**WORKING DATA**
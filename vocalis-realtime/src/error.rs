//! Error types for the voice engine.

use thiserror::Error;

/// Result type for voice engine operations.
pub type Result<T> = std::result::Result<T, RealtimeError>;

/// Errors that can occur while running a voice session.
///
/// Acquisition failures (`DeviceUnavailable`, `ChannelOpen`) are fatal to the
/// session. Per-message failures (`Decode`, `ToolDispatchTimeout`, `Tool`) are
/// handled inside the session loop and never tear it down.
#[derive(Error, Debug)]
pub enum RealtimeError {
    /// Microphone or speaker could not be opened.
    #[error("Audio device unavailable: {0}")]
    DeviceUnavailable(String),

    /// Handshake with the remote provider failed.
    #[error("Channel open error: {0}")]
    ChannelOpen(String),

    /// A downstream audio blob was malformed.
    #[error("Audio decode error: {0}")]
    Decode(String),

    /// The tool handler did not respond in time.
    #[error("Tool dispatch timed out after {timeout_ms} ms: {name}")]
    ToolDispatchTimeout {
        /// Name of the capability that timed out.
        name: String,
        /// The timeout that elapsed.
        timeout_ms: u64,
    },

    /// The remote side closed without a close handshake.
    #[error("Channel closed unexpectedly: {0}")]
    ChannelClosedUnexpectedly(String),

    /// Send or receive failure on an open channel.
    #[error("Connection error: {0}")]
    Connection(String),

    /// Malformed provider message or tool-result bookkeeping violation.
    #[error("Protocol error: {0}")]
    Protocol(String),

    /// Tool handler returned an error.
    #[error("Tool execution error: {0}")]
    Tool(String),

    /// Invalid configuration.
    #[error("Invalid configuration: {0}")]
    Config(String),

    /// Operation on a session that already closed.
    #[error("Session already closed")]
    SessionClosed,

    /// Serialization/deserialization error.
    #[error("Serialization error: {0}")]
    Serialization(#[from] serde_json::Error),
}

impl RealtimeError {
    /// Create a new device error.
    pub fn device<S: Into<String>>(msg: S) -> Self {
        Self::DeviceUnavailable(msg.into())
    }

    /// Create a new channel-open error.
    pub fn channel_open<S: Into<String>>(msg: S) -> Self {
        Self::ChannelOpen(msg.into())
    }

    /// Create a new decode error.
    pub fn decode<S: Into<String>>(msg: S) -> Self {
        Self::Decode(msg.into())
    }

    /// Create a new connection error.
    pub fn connection<S: Into<String>>(msg: S) -> Self {
        Self::Connection(msg.into())
    }

    /// Create a new protocol error.
    pub fn protocol<S: Into<String>>(msg: S) -> Self {
        Self::Protocol(msg.into())
    }

    /// Create a new tool error.
    pub fn tool<S: Into<String>>(msg: S) -> Self {
        Self::Tool(msg.into())
    }

    /// Create a new configuration error.
    pub fn config<S: Into<String>>(msg: S) -> Self {
        Self::Config(msg.into())
    }

    /// Whether this error ends the session.
    pub fn is_fatal(&self) -> bool {
        matches!(
            self,
            Self::DeviceUnavailable(_)
                | Self::ChannelOpen(_)
                | Self::ChannelClosedUnexpectedly(_)
                | Self::Connection(_)
                | Self::SessionClosed
        )
    }
}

**AIM OF THE EXERCISE**
Each record must be copied out exactly and in full.

**ANSWER BOX**
filename vocalis-realtime/src/error.rs
//! Error types for the voice engine.

use thiserror::Error;

/// Result type for voice engine operations.
pub type Result<T> = std::result::Result<T, RealtimeError>;

/// Errors that can occur while running a voice session.
///
/// Acquisition failures (`DeviceUnavailable`, `ChannelOpen`) are fatal to the
/// session. Per-message failures (`Decode`, `ToolDispatchTimeout`, `Tool`) are
/// handled inside the session loop and never tear it down.
#[derive(Error, Debug)]
pub enum RealtimeError {
    /// Microphone or speaker could not be opened.
    #[error("Audio device unavailable: {0}")]
    DeviceUnavailable(String),

    /// Handshake with the remote provider failed.
    #[error("Channel open error: {0}")]
    ChannelOpen(String),

    /// A downstream audio blob was malformed.
    #[error("Audio decode error: {0}")]
    Decode(String),

    /// The tool handler did not respond in time.
    #[error("Tool dispatch timed out after {timeout_ms} ms: {name}")]
    ToolDispatchTimeout {
        /// Name of the capability that timed out.
        name: String,
        /// The timeout that elapsed.
        timeout_ms: u64,
    },

    /// The remote side closed without a close handshake.
    #[error("Channel closed unexpectedly: {0}")]
    ChannelClosedUnexpectedly(String),

    /// Send or receive failure on an open channel.
    #[error("Connection error: {0}")]
    Connection(String),

    /// Malformed provider message or tool-result bookkeeping violation.
    #[error("Protocol error: {0}")]
    Protocol(String),

    /// Tool handler returned an error.
    #[error("Tool execution error: {0}")]
    Tool(String),

    /// Invalid configuration.
    #[error("Invalid configuration: {0}")]
    Config(String),

    /// Operation on a session that already closed.
    #[error("Session already closed")]
    SessionClosed,

    /// Serialization/deserialization error.
    #[error("Serialization error: {0}")]
    Serialization(#[from] serde_json::Error),
}

impl RealtimeError {
    /// Create a new device error.
    pub fn device<S: Into<String>>(msg: S) -> Self {
        Self::DeviceUnavailable(msg.into())
    }

    /// Create a new channel-open error.
    pub fn channel_open<S: Into<String>>(msg: S) -> Self {
        Self::ChannelOpen(msg.into())
    }

    /// Create a new decode error.
    pub fn decode<S: Into<String>>(msg: S) -> Self {
        Self::Decode(msg.into())
    }

    /// Create a new connection error.
    pub fn connection<S: Into<String>>(msg: S) -> Self {
        Self::Connection(msg.into())
    }

    /// Create a new protocol error.
    pub fn protocol<S: Into<String>>(msg: S) -> Self {
        Self::Protocol(msg.into())
    }

    /// Create a new tool error.
    pub fn tool<S: Into<String>>(msg: S) -> Self {
        Self::Tool(msg.into())
    }

    /// Create a new configuration error.
    pub fn config<S: Into<String>>(msg: S) -> Self {
        Self::Config(msg.into())
    }

    /// Whether this error ends the session.
    pub fn is_fatal(&self) -> bool {
        matches!(
            self,
            Self::DeviceUnavailable(_)
                | Self::ChannelOpen(_)
                | Self::ChannelClosedUnexpectedly(_)
                | Self::Connection(_)
                | Self::SessionClosed
        )
    }
}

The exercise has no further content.